Dynamic graph embedding techniques, specifically GraphSAGE and R-GCN, are utilized to represent player relationships as evolving data points. These methods move beyond static network analysis by incorporating temporal information reflecting real-world events such as player trades and injuries. GraphSAGE employs a neighborhood sampling approach, enabling generalization to unseen nodes and efficient computation on large graphs, while R-GCN (Relational Graph Convolutional Network) explicitly models the different types of relationships between players, improving representation accuracy. By continuously updating these embeddings, the models capture shifts in player value influenced by changes in team dynamics and individual player status, thereby providing a more current and relevant basis for valuation.

Player valuation models were constructed utilizing machine learning algorithms, specifically XGBoost and Random Forest, and were trained on the dynamic graph embeddings. These embeddings served as feature inputs representing each player’s network position and evolving relationships. The resulting models predict a player’s economic worth, quantifying their contribution to team success based on both individual statistics and the contextual information captured within the graph structure. Model performance was assessed through out-of-sample prediction accuracy and comparison to existing market valuations, with a focus on identifying instances where the models accurately capture previously unquantified value.

The Tri-State Evaluation protocol moves beyond simple accuracy metrics by categorizing model corrections into three distinct states: rescue, indicating the model successfully corrected an initial underestimation; misguidance, where the model initially overstated a player’s value before correcting downwards; and neutral, representing instances where the model’s initial prediction was close enough to the final value that no significant correction was needed. This granular categorization allows for a more detailed analysis of model behavior, identifying specific areas where the model excels or requires improvement beyond overall error reduction. By differentiating between successful “saves” and problematic overestimations, the protocol provides a nuanced understanding of model reliability and potential biases.

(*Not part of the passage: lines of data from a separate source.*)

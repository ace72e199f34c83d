//! Snake Core - A grid Snake simulation with an autopilot
//!
//! Core modules:
//! - `sim`: Discrete-time simulation (movement, collisions, growth, autopilot)
//! - `settings`: Grid geometry, speed and level table
//! - `highscores`: In-memory leaderboard of finished runs
//! - `audio`: Sound cues derived from simulation events
//!
//! Rendering, audio playback and input devices belong to the embedding
//! application, which feeds [`sim::TickInput`] in and reads [`sim::Snapshot`] out.

pub mod audio;
pub mod highscores;
pub mod settings;
pub mod sim;

pub use audio::{AudioTrigger, SoundEffect};
pub use highscores::{HighScores, RunSummary};
pub use settings::{AppleSpawn, GridMetric, LevelBracket, Settings, SettingsError};

/// Game configuration constants
pub mod consts {
    /// Grid size in cells (640x480 screen at 10 px per cell)
    pub const GRID_WIDTH: i32 = 64;
    pub const GRID_HEIGHT: i32 = 48;
    /// Cell size in pixels
    pub const CELL_SIZE: i32 = 10;

    /// Ticks per move at level 1
    pub const BASE_MOVE_INTERVAL: u32 = 4;
    /// Points per apple
    pub const SCORE_INCREMENT: u64 = 1;

    /// Apple cell after a reset
    pub const INITIAL_APPLE_CELL: (i32, i32) = (3, 3);

    pub const DEFAULT_SEED: u64 = 0x5eed_5a4e;
}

The models demonstrate a strong Structural Proxy, reconstructing missing institutional context through analysis of network connectivity. Specifically, player valuation error was reduced by over $9 million for Fred VanVleet when utilizing the RotatE embedding method, as compared to a baseline model lacking network-based contextualization. This indicates the model effectively infers relevant, but unobserved, factors influencing player worth-such as team dynamics or coaching impact-by leveraging relationships within the player network. This capability extends beyond individual cases, suggesting the network embeddings provide valuable information not captured by traditional statistical features alone.

Mitigating Bias and Ensuring Fair Valuation: A Broader Impact

The persistent overvaluation of veteran players, termed the ‘Legacy Hangover’, presents a significant challenge to accurate player valuation in professional sports. This tendency, rooted in past performance and reputation, can skew assessments of current ability and future potential. To counteract this, a sophisticated approach to model calibration and feature engineering was implemented. This involved meticulously adjusting the weighting of historical data and prioritizing metrics that reflect present-day performance, such as advanced statistics and quantifiable on-court impact. By diminishing the influence of past accolades and focusing on current contributions, the model aims to provide a more objective and data-driven assessment of player worth, ultimately fostering fairer evaluations and more efficient resource allocation within teams.

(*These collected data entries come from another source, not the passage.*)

//! Greedy autopilot
//!
//! Not a pathfinder. Keeps going while the apple gets closer, otherwise turns
//! 90 degrees toward it, which yields a zig-zag approach. It cannot ask for a
//! reversal (the direction lock would drop it), so an apple straight behind
//! the head can leave it circling.

use serde::{Deserialize, Serialize};

use super::state::{Direction, Position};
use crate::settings::Settings;

/// Euclidean head-to-apple distance in pixels, truncated
pub fn distance_to_apple(head: Position, apple: Position, settings: &Settings) -> i32 {
    let offset = (apple - head) * settings.pixel_scale();
    offset.as_dvec2().length() as i32
}

/// Autopilot memory between moves
#[derive(Debug, Clone, Default, PartialEq, Eq, Serialize, Deserialize)]
pub struct Autopilot {
    previous_distance: Option<i32>,
}

impl Autopilot {
    pub fn previous_distance(&self) -> Option<i32> {
        self.previous_distance
    }

    pub fn clear(&mut self) {
        self.previous_distance = None;
    }

    /// Pick the direction for the next move
    pub fn choose(
        &mut self,
        head: Position,
        apple: Position,
        current: Direction,
        settings: &Settings,
    ) -> Direction {
        let distance = distance_to_apple(head, apple, settings);
        let Some(previous) = self.previous_distance.replace(distance) else {
            return current;
        };

        if distance < previous && distance != settings.cell_size {
            return current;
        }

        if current.is_horizontal() {
            if apple.y > head.y {
                Direction::Down
            } else {
                Direction::Up
            }
        } else if current.is_vertical() {
            if apple.x > head.x {
                Direction::Right
            } else {
                Direction::Left
            }
        } else {
            current
        }
    }
}

#[cfg(test)]
mod tests {
    use super::*;
    use glam::IVec2;

    #[test]
    fn test_distance_scaling() {
        let cells = Settings::classic();
        assert_eq!(distance_to_apple(IVec2::new(0, 0), IVec2::new(3, 4), &cells), 50);
        assert_eq!(distance_to_apple(IVec2::new(0, 0), IVec2::new(1, 1), &cells), 14);

        let pixels = Settings::pixel_offset();
        assert_eq!(
            distance_to_apple(IVec2::new(0, 0), IVec2::new(30, 40), &pixels),
            50
        );
    }

    #[test]
    fn test_first_call_keeps_direction() {
        let settings = Settings::classic();
        let mut pilot = Autopilot::default();
        let dir = pilot.choose(IVec2::new(10, 10), IVec2::new(3, 3), Direction::Right, &settings);
        assert_eq!(dir, Direction::Right);
        assert_eq!(pilot.previous_distance(), Some(98));
    }

    #[test]
    fn test_keeps_direction_while_closing_in() {
        let settings = Settings::classic();
        let mut pilot = Autopilot::default();
        let apple = IVec2::new(20, 15);
        pilot.choose(IVec2::new(10, 10), apple, Direction::Right, &settings);
        let dir = pilot.choose(IVec2::new(11, 10), apple, Direction::Right, &settings);
        assert_eq!(dir, Direction::Right);
    }

    #[test]
    fn test_turns_when_moving_away() {
        let settings = Settings::classic();
        let mut pilot = Autopilot::default();
        let apple = IVec2::new(5, 15);
        pilot.choose(IVec2::new(10, 10), apple, Direction::Right, &settings);
        // Farther now: turn toward the apple's row
        let dir = pilot.choose(IVec2::new(11, 10), apple, Direction::Right, &settings);
        assert_eq!(dir, Direction::Down);

        let apple = IVec2::new(5, 2);
        pilot.clear();
        pilot.choose(IVec2::new(10, 10), apple, Direction::Left, &settings);
        let dir = pilot.choose(IVec2::new(10, 10), apple, Direction::Left, &settings);
        assert_eq!(dir, Direction::Up);
    }

    #[test]
    fn test_vertical_turns_horizontal() {
        let settings = Settings::classic();
        let mut pilot = Autopilot::default();
        let apple = IVec2::new(15, 2);
        pilot.choose(IVec2::new(10, 5), apple, Direction::Down, &settings);
        let dir = pilot.choose(IVec2::new(10, 6), apple, Direction::Down, &settings);
        assert_eq!(dir, Direction::Right);

        let apple = IVec2::new(3, 20);
        pilot.clear();
        pilot.choose(IVec2::new(10, 5), apple, Direction::Up, &settings);
        let dir = pilot.choose(IVec2::new(10, 4), apple, Direction::Up, &settings);
        assert_eq!(dir, Direction::Left);
    }

    #[test]
    fn test_turns_when_adjacent() {
        let settings = Settings::classic();
        let mut pilot = Autopilot::default();
        // Apple one cell below, after closing in along the column
        let apple = IVec2::new(10, 12);
        pilot.choose(IVec2::new(10, 9), apple, Direction::Down, &settings);
        let dir = pilot.choose(IVec2::new(10, 11), apple, Direction::Down, &settings);
        // Adjacent distance forces a re-evaluation; apple is not to the right
        assert_eq!(dir, Direction::Left);
    }

    #[test]
    fn test_idle_stays_idle() {
        let settings = Settings::classic();
        let mut pilot = Autopilot::default();
        pilot.choose(IVec2::new(10, 10), IVec2::new(3, 3), Direction::None, &settings);
        let dir = pilot.choose(IVec2::new(10, 10), IVec2::new(3, 3), Direction::None, &settings);
        assert_eq!(dir, Direction::None);
    }
}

A central challenge in evaluating athletes lies in disentangling past achievements from present capabilities; simply relying on historical status can inflate valuations, while focusing solely on current performance risks undervaluing established players. This work addresses this complexity by explicitly modeling the interaction between an athlete’s legacy and their contemporary contributions. The methodology doesn’t treat these as independent factors, but rather assesses how past reputation influences perceptions of current skill, and vice versa. This allows for a more nuanced and objective valuation, moving beyond a simple summation of accolades and statistics to reveal a player’s true worth based on a holistic understanding of their trajectory and present form. The result is a system designed to minimize the impact of cognitive biases and provide a fairer, data-driven assessment of player value.

A refined valuation model moves beyond simplistic metrics to capture the complex contributions of athletes, providing benefits across the professional sports landscape. This approach doesn’t merely assign a dollar figure; it dissects performance, accounting for both established reputation and current on-court impact, ultimately offering a more accurate reflection of a player’s true worth. Teams can leverage this detailed analysis for strategic roster construction and trade negotiations, while player agents gain a stronger foundation for advocating on behalf of their clients. Crucially, athletes themselves benefit from a system that more fairly recognizes their contributions, fostering a more equitable and sustainable environment within the league and potentially maximizing their earning potential through data-driven contract discussions.

The valuation method demonstrably fosters a more equitable landscape within professional sports, promising fairer player transactions and strategically informed contract discussions that benefit all stakeholders. However, initial model iterations, specifically Version 1, revealed instances of ‘structural inertia’, where rapidly improving players like Desmond Bane experienced a valuation error of $22.2 million. This discrepancy underscores the challenge of accurately capturing emergent talent and the need for continuous refinement of algorithms to avoid underestimating players experiencing unexpected performance leaps, ultimately contributing to a more sustainable and realistic ecosystem for assessing athlete worth.

The research meticulously presented underscores a preference for parsimony in model complexity, aligning with the spirit of elegant solutions. It reveals that while graph neural networks excel at capturing the nuanced relational capital of veteran players – the accumulated value of their connections – they offer little advantage over simpler tabular methods for evaluating rookies. This resonates with Andrey Kolmogorov’s observation: “The most important things are the simplest things.” The study demonstrates that unnecessary complexity diminishes returns; in player valuation, as in mathematics, focusing on fundamental relationships-captured effectively by tabular data for those newly entering the league-yields the most meaningful results. The pursuit of perfection, in this context, isn’t about adding layers of intricacy, but about distilling the essential information.

What’s Next?

The exercise, predictably, reveals diminishing returns. They called it ‘relational capital,’ but it often feels like simply accounting for the inertia of established reputations. This work demonstrates a capacity to quantify the value of a player’s network, certainly. But the real story resides in the fact that those networks matter less for those just arriving on the scene. Tabular data, that most humble of sources, proves sufficient for the truly unknown. Perhaps this is a lesson for all valuation exercises: the past explains surprisingly little of the future, and the effort spent retrofitting complexity onto simple truths is often a distraction.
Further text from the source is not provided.